Among other medieval writers, it is interesting to note that Dante Alighieri echoes Cicero in the Paradiso, immediately after Dante the Pilgrim has encountered St Benedict in Canto XXII.133-135 (The Comedy of Dante Alighieri the Florentine: Cantica III—Paradise (Il Paradiso), trans. Dorothy L. Sayers and Barbara Reynolds [London: Penguin, 1962], p. 253):

So with my vision I went traversing
The seven planets till this globe I saw,
Whereat I smiled, it seemed so poor a thing.

But while de Vogüé points out that the comparison with St Benedict’s vision ‘hardly needs to be emphasized’ (later he adds that both are nocturnal experiences [p. 171]), he also remarks that the difference is ‘considerable’ (p. 169). First of all, it is only the earth that Scipio, in the Somnium, and Dante, in the Paradiso, see, while it is made clear in St Gregory’s explanation (which I quoted in this post) to his interlocutor, Peter, that St Benedict has been vouchsafed a vision of the ‘whole of creation’ (II.xxxv.6), ‘heaven and earth’ (II.xxxv.7). So while to Scipio the earth is only small in comparison to the vast cosmos, St Benedict, like the Righteous Melchizedek, ‘had transcended time and nature’ (St Maximus the Confessor, Difficulty 10.20a, Maximus the Confessor, trans. Fr Andrew Louth [London: Routledge, 1999], p. 115), and as St Gregory Palamas says, he ‘overlooks the universe’ (‘Topics of Natural and Theological Science’ 24, The Philokalia: The Complete Text, Vol. 4, trans. G.E.H. Palmer, et al. [London: Faber, 1998], p. 356).

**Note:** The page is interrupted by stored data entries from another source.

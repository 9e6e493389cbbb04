//! Audio renderer bridge.
//!
//! The renderer is the host's decoder/player (Android `MediaPlayer`, iOS
//! `AVPlayer`, a desktop audio backend). Preparation is asynchronous: the
//! host reports readiness, failure and end-of-stream through a
//! [`RendererListener`] handed over with each prepare request. Every signal
//! carries the [`PlaybackSessionId`] it belongs to so the core can discard
//! signals from sessions it has already torn down.

use std::fmt;
use std::sync::Arc;

use serde::{Deserialize, Serialize};
use uuid::Uuid;

use crate::error::Result;

/// Generation token identifying one prepared renderer instance.
#[derive(Debug, Clone, Copy, PartialEq, Eq, Hash)]
pub struct PlaybackSessionId(Uuid);

impl PlaybackSessionId {
    pub fn new() -> Self {
        Self(Uuid::new_v4())
    }

    pub fn from_uuid(id: Uuid) -> Self {
        Self(id)
    }

    pub fn as_uuid(&self) -> &Uuid {
        &self.0
    }
}

impl Default for PlaybackSessionId {
    fn default() -> Self {
        Self::new()
    }
}

impl fmt::Display for PlaybackSessionId {
    fn fmt(&self, f: &mut fmt::Formatter<'_>) -> fmt::Result {
        self.0.fmt(f)
    }
}

/// What kind of audio is being played.
#[derive(Debug, Clone, Copy, PartialEq, Eq, Serialize, Deserialize)]
#[serde(rename_all = "camelCase")]
pub enum AudioContentType {
    Music,
    Speech,
    Sonification,
}

/// Why the audio is being played; hosts use this for routing and ducking.
#[derive(Debug, Clone, Copy, PartialEq, Eq, Serialize, Deserialize)]
#[serde(rename_all = "camelCase")]
pub enum AudioUsage {
    Media,
    Alarm,
    Notification,
}

#[derive(Debug, Clone, Copy, PartialEq, Eq, Serialize, Deserialize)]
#[serde(rename_all = "camelCase")]
pub struct AudioAttributes {
    pub content_type: AudioContentType,
    pub usage: AudioUsage,
}

impl Default for AudioAttributes {
    fn default() -> Self {
        Self {
            content_type: AudioContentType::Music,
            usage: AudioUsage::Media,
        }
    }
}

/// Request to open and asynchronously prepare a remote stream.
#[derive(Debug, Clone, PartialEq, Eq)]
pub struct RendererRequest {
    pub session: PlaybackSessionId,
    pub url: String,
    /// Restart automatically at end of stream. Hosts that loop natively never
    /// report [`RendererSignal::Completed`] for looping sessions.
    pub looping: bool,
    pub attributes: AudioAttributes,
}

/// Asynchronous notifications emitted by a renderer.
#[derive(Debug, Clone, PartialEq, Eq)]
pub enum RendererSignal {
    /// Source opened and decoder primed; playback may begin.
    Ready,
    /// Source could not be opened or decoding failed.
    Error { message: String },
    /// End of stream reached.
    Completed,
}

/// Callback sink for renderer signals.
///
/// Called from whatever thread the host delivers callbacks on. Implementations
/// must not block.
pub trait RendererListener: Send + Sync {
    fn on_signal(&self, session: PlaybackSessionId, signal: RendererSignal);
}

/// Host audio renderer.
#[async_trait::async_trait]
pub trait AudioRenderer: Send + Sync {
    /// Open the source and start asynchronous preparation. Returning an error
    /// means preparation could not even be requested (e.g. malformed URL).
    async fn prepare(
        &self,
        request: RendererRequest,
        listener: Arc<dyn RendererListener>,
    ) -> Result<()>;

    /// Begin playback of a prepared session.
    async fn start(&self, session: PlaybackSessionId) -> Result<()>;

    /// Stop if playing and free the renderer. Unknown sessions are a no-op.
    async fn release(&self, session: PlaybackSessionId) -> Result<()>;
}

#[cfg(test)]
mod tests {
    use super::*;

    #[test]
    fn session_id_is_unique() {
        let a = PlaybackSessionId::new();
        let b = PlaybackSessionId::new();
        assert_ne!(a, b);
        assert_eq!(a, PlaybackSessionId::from_uuid(*a.as_uuid()));
    }

    #[test]
    fn default_attributes_are_music_media() {
        let attrs = AudioAttributes::default();
        assert_eq!(attrs.content_type, AudioContentType::Music);
        assert_eq!(attrs.usage, AudioUsage::Media);
    }
}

Finally, commenting on St Gregory’s explanation of the 'how' of St Benedict’s vision, de Vogüé writes:

Coming from mystical theology, this explanation contrasts with the moralizing aim of Scipio’s dream. The purpose of Cicero was, by the use of a sublime myth, to lead his reader on to despising human glory and to a very pure conception of duty. Gregory’s purpose is to account for an extraordinary spiritual experience whose possibility he wishes to establish and whosse mechanism he tries to outline. As for detaching himself from earthly goods, Benedict has done that long since. The experience of the tower is not intended to cure him of the desire for human glory, like young Scipio, but to put on his long life of renunciation the seal of a dazzling revelation, a premonition of the glorious vision and heavenly condition into which, like the soul of Germanus, his own soul will soon be admitted. (p. 170)


Mike said...

Very interesting vision. As I was reading it I couldn't help think of when Moses was being shown the world by God in the Pearl of Great Price, he states " And it came to pass that Moses looked, and beheld the world upon which he was created; and Moses beheld the world and the ends thereof, and all the children of men which are, and which were created; of the same he greatly marveled and wondered.
9 And the presence of God withdrew from Moses, that his glory was not upon Moses; and Moses was left unto himself. And as he was left unto himself, he cell unto the earth.
10 And it came to pass that it was for the space of many hours before Moses did again receive his natural strength like unto man; and he said unto himself: Now, for this cause I know that man is nothing, which thing I never had supposed. (Moses 1:8-10) (LDS.org)

Cicero thought on the us being spiritual beings, is true. Some times in life I think I am what I am and nothing more, but reading this reminds me that I am eternal, and made and fashioned after the likeness of my God. I love in the new testament how St. Paul talks about how we can become joint heirs with Christ if we are faithful and keep Gods commandments

aaronandbrighid said...


Thank you for your comment. Obviously, I don't accept the Book of Mormon as authentic or authoritative, but it's always interesting to see parallels between different religions' Scriptures.